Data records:
*****

//! The physics simulation of a player: gravity, axis-separated movement and collision
//! resolution against the blocks of the world.

use super::{
    aabb::AABB,
    collision::{self, BLOCK_HALF_SIZE},
    player::{is_finite, PhysicsPlayer},
    BlockContainer,
};
use crate::{debug::send_debug_info, PhysicsError};
use log::{trace, warn};
use nalgebra::Vector3;
use serde::{Deserialize, Serialize};

/// Depth of the box probed under the feet after a horizontal move
const GROUND_PROBE_DEPTH: f64 = 0.01;
/// Maximum number of nudges applied when rounding leaves the body inside a contact plane
const MAX_SETTLE_NUDGES: usize = 8;
/// Most sub-steps one axis may take in a frame, longer displacements are rejected
const MAX_SUBSTEPS: u32 = 4096;

/// Physics constants
#[derive(Debug, Clone, Copy, PartialEq, Serialize, Deserialize)]
#[serde(default)]
pub struct PhysicsConfig {
    /// Vertical acceleration, in blocks/s²
    pub gravity: f64,
    /// Lowest vertical velocity gravity can produce, in blocks/s
    pub terminal_velocity: f64,
    /// Vertical velocity given by a jump, in blocks/s
    pub jump_velocity: f64,
    /// Longest movement along one axis that is checked at once, in blocks.
    /// Must stay below the size of a block so that fast bodies can't go through them.
    pub max_substep: f64,
}

impl Default for PhysicsConfig {
    fn default() -> Self {
        Self {
            gravity: -20.0,
            terminal_velocity: -50.0,
            jump_velocity: 7.0,
            max_substep: 0.5,
        }
    }
}

impl PhysicsConfig {
    pub fn validate(&self) -> Result<(), PhysicsError> {
        if !(self.gravity.is_finite() && self.gravity <= 0.0) {
            return Err(PhysicsError::InvalidConfig("gravity must be finite and pull downwards"));
        }
        if !(self.terminal_velocity.is_finite() && self.terminal_velocity < 0.0) {
            return Err(PhysicsError::InvalidConfig("terminal velocity must be finite and negative"));
        }
        if !(self.jump_velocity.is_finite() && self.jump_velocity > 0.0) {
            return Err(PhysicsError::InvalidConfig("jump velocity must be finite and positive"));
        }
        if !(self.max_substep > 0.0 && self.max_substep < 2.0 * BLOCK_HALF_SIZE) {
            return Err(PhysicsError::InvalidConfig("max substep must be in (0, 1)"));
        }
        Ok(())
    }
}

/// How the player moves. Chosen by the game every frame.
#[derive(Debug, Clone, Copy, PartialEq, Eq, Serialize, Deserialize)]
pub enum MovementMode {
    /// Walking: gravity applies and vertical movement comes from jumps
    Normal,
    /// Flying: no gravity, vertical velocity is controlled by the player
    Flight,
}

impl Default for MovementMode {
    fn default() -> Self {
        MovementMode::Normal
    }
}

impl MovementMode {
    pub fn has_gravity(self) -> bool {
        self == MovementMode::Normal
    }
}

#[derive(Debug, Clone, Copy, PartialEq, Eq)]
enum Axis {
    X,
    Y,
    Z,
}

impl Axis {
    fn index(self) -> usize {
        match self {
            Axis::X => 0,
            Axis::Y => 1,
            Axis::Z => 2,
        }
    }
}

/// Moves players through a world of blocks
#[derive(Debug, Clone)]
pub struct PhysicsSystem {
    config: PhysicsConfig,
}

impl PhysicsSystem {
    pub fn new(config: PhysicsConfig) -> Result<Self, PhysicsError> {
        config.validate()?;
        Ok(Self { config })
    }

    pub fn config(&self) -> &PhysicsConfig {
        &self.config
    }

    /// Step the player by `seconds_delta`.
    ///
    /// Frames with a delta that is zero or negative don't do anything. If the delta, the position
    /// or the velocity is not finite, or if the frame would move the player further than
    /// `MAX_SUBSTEPS` sub-steps along one axis, an error is returned and the player is left untouched.
    ///
    /// Returns whether the player landed: its downward movement was stopped by a block.
    pub fn update<BC: BlockContainer>(
        &self,
        player: &mut PhysicsPlayer,
        mode: MovementMode,
        seconds_delta: f64,
        world: &BC,
    ) -> Result<bool, PhysicsError> {
        if !seconds_delta.is_finite() {
            return Err(PhysicsError::NonFinite("frame delta"));
        }
        if seconds_delta <= 0.0 {
            return Ok(false);
        }
        if !is_finite(player.position()) {
            return Err(PhysicsError::NonFinite("player position"));
        }
        if !is_finite(player.velocity()) {
            return Err(PhysicsError::NonFinite("player velocity"));
        }

        // Work on a copy so that a failed frame doesn't leave a half-updated player
        let mut next = player.clone();

        if mode.has_gravity() && !next.is_on_ground() {
            let mut velocity = next.velocity();
            velocity.y += self.config.gravity * seconds_delta;
            if velocity.y < self.config.terminal_velocity {
                velocity.y = self.config.terminal_velocity;
            }
            next.set_velocity(velocity);
        }

        let delta = next.velocity() * seconds_delta;
        if !is_finite(delta) {
            return Err(PhysicsError::NonFinite("player displacement"));
        }
        let longest = delta.amax();
        if longest / self.config.max_substep > MAX_SUBSTEPS as f64 {
            return Err(PhysicsError::DisplacementTooLarge(longest));
        }

        // The vertical movement must be resolved first so that the horizontal movement slides on the ground
        let stopped_below = self.move_axis(&mut next, Axis::Y, delta.y, world) && delta.y < 0.0;
        let landed = stopped_below && next.is_on_ground();
        self.move_axis(&mut next, Axis::X, delta.x, world);
        self.move_axis(&mut next, Axis::Z, delta.z, world);

        if delta.x != 0.0 || delta.z != 0.0 {
            let on_ground = self.ground_below(&next, world);
            next.set_on_ground(on_ground);
        }

        send_debug_info(
            "Physics",
            "ontheground",
            format!("Player on the ground? {}", next.is_on_ground()),
        );
        let [vx, vy, vz]: [f64; 3] = next.velocity().into();
        send_debug_info(
            "Physics",
            "velocity",
            format!("velocity: {:.2} {:.2} {:.2}", vx, vy, vz),
        );

        *player = next;
        Ok(landed)
    }

    /// Make the player jump if it is on the ground. Return whether it jumped.
    pub fn try_jump(&self, player: &mut PhysicsPlayer) -> bool {
        if !player.is_on_ground() {
            return false;
        }
        let mut velocity = player.velocity();
        velocity.y = self.config.jump_velocity;
        player.set_velocity(velocity);
        player.set_on_ground(false);
        true
    }

    /// Move the player along one axis, stopping against the first block in the way.
    /// Returns whether a block stopped the movement.
    fn move_axis<BC: BlockContainer>(&self, player: &mut PhysicsPlayer, axis: Axis, delta: f64, world: &BC) -> bool {
        if delta == 0.0 {
            return false;
        }
        let i = axis.index();
        let steps = (delta.abs() / self.config.max_substep).ceil().max(1.0) as u32;
        let step = delta / steps as f64;

        for _ in 0..steps {
            let previous = player.position();
            let mut candidate = previous;
            candidate[i] += step;
            player.set_position(candidate);

            if !collision::intersect_world(player.aabb(), world) {
                continue;
            }

            match self.contact_position(player, axis, step, world) {
                Some(position) => {
                    trace!("Snapped {:?} from {:.4} to {:.4}", axis, candidate[i], position[i]);
                    player.set_position(position);
                    if axis == Axis::Y && step < 0.0 {
                        player.set_on_ground(true);
                    }
                }
                None => {
                    warn!(
                        "Collision along {:?} at {:?} without a contact plane, cancelling the move",
                        axis, candidate
                    );
                    player.set_position(previous);
                }
            }
            let mut velocity = player.velocity();
            velocity[i] = 0.0;
            player.set_velocity(velocity);
            return true;
        }

        if axis == Axis::Y && delta < 0.0 {
            // Nothing below: the player is falling
            player.set_on_ground(false);
        }
        false
    }

    /// Find where the player should stop along `axis`: flush against the nearest face of the blocks
    /// that its current (penetrating) aabb overlaps.
    ///
    /// Returns `None` if no overlapping block is found.
    fn contact_position<BC: BlockContainer>(
        &self,
        player: &PhysicsPlayer,
        axis: Axis,
        step: f64,
        world: &BC,
    ) -> Option<Vector3<f64>> {
        let i = axis.index();
        let forward = step > 0.0;
        let faces = collision::overlapping_blocks(player.aabb(), world).map(|pos| {
            if forward {
                pos.center()[i] - BLOCK_HALF_SIZE
            } else {
                pos.center()[i] + BLOCK_HALF_SIZE
            }
        });
        let face = if forward {
            faces.fold(None, |acc: Option<f64>, f| Some(acc.map_or(f, |a| a.min(f))))
        } else {
            faces.fold(None, |acc: Option<f64>, f| Some(acc.map_or(f, |a| a.max(f))))
        }?;

        // Distance from the feet to the leading face of the body
        let dimensions = player.dimensions();
        let leading = match (axis, forward) {
            (Axis::Y, true) => dimensions.height,
            (Axis::Y, false) => 0.0,
            (_, true) => dimensions.width / 2.0,
            (_, false) => -dimensions.width / 2.0,
        };
        let mut position = player.position();
        position[i] = face - leading;

        // Rounding can leave the body a few ulps inside the face, push it back out
        for _ in 0..MAX_SETTLE_NUDGES {
            let aabb = player.aabb_at(position);
            let nudge = f64::EPSILON * position[i].abs().max(1.0);
            if forward && aabb.max()[i] > face {
                position[i] -= nudge;
            } else if !forward && aabb.min()[i] < face {
                position[i] += nudge;
            } else {
                break;
            }
        }
        Some(position)
    }

    /// Check whether there is a block right under the feet of the player.
    fn ground_below<BC: BlockContainer>(&self, player: &PhysicsPlayer, world: &BC) -> bool {
        let feet = player.position();
        let half_width = player.dimensions().width / 2.0;
        let probe = AABB::from_valid(
            Vector3::new(feet.x, feet.y - GROUND_PROBE_DEPTH, feet.z),
            Vector3::new(half_width, GROUND_PROBE_DEPTH, half_width),
        );
        collision::intersect_world(&probe, world)
    }
}

impl Default for PhysicsSystem {
    fn default() -> Self {
        Self {
            config: PhysicsConfig::default(),
        }
    }
}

*****

▶ **What the task requires**
Beginning with the top line of the data above, output every line exactly until the one that contains "go through them.", and include that one too.

▶ **Task result**
//! The physics simulation of a player: gravity, axis-separated movement and collision
//! resolution against the blocks of the world.

use super::{
    aabb::AABB,
    collision::{self, BLOCK_HALF_SIZE},
    player::{is_finite, PhysicsPlayer},
    BlockContainer,
};
use crate::{debug::send_debug_info, PhysicsError};
use log::{trace, warn};
use nalgebra::Vector3;
use serde::{Deserialize, Serialize};

/// Depth of the box probed under the feet after a horizontal move
const GROUND_PROBE_DEPTH: f64 = 0.01;
/// Maximum number of nudges applied when rounding leaves the body inside a contact plane
const MAX_SETTLE_NUDGES: usize = 8;
/// Most sub-steps one axis may take in a frame, longer displacements are rejected
const MAX_SUBSTEPS: u32 = 4096;

/// Physics constants
#[derive(Debug, Clone, Copy, PartialEq, Serialize, Deserialize)]
#[serde(default)]
pub struct PhysicsConfig {
    /// Vertical acceleration, in blocks/s²
    pub gravity: f64,
    /// Lowest vertical velocity gravity can produce, in blocks/s
    pub terminal_velocity: f64,
    /// Vertical velocity given by a jump, in blocks/s
    pub jump_velocity: f64,
    /// Longest movement along one axis that is checked at once, in blocks.
    /// Must stay below the size of a block so that fast bodies can't go through them.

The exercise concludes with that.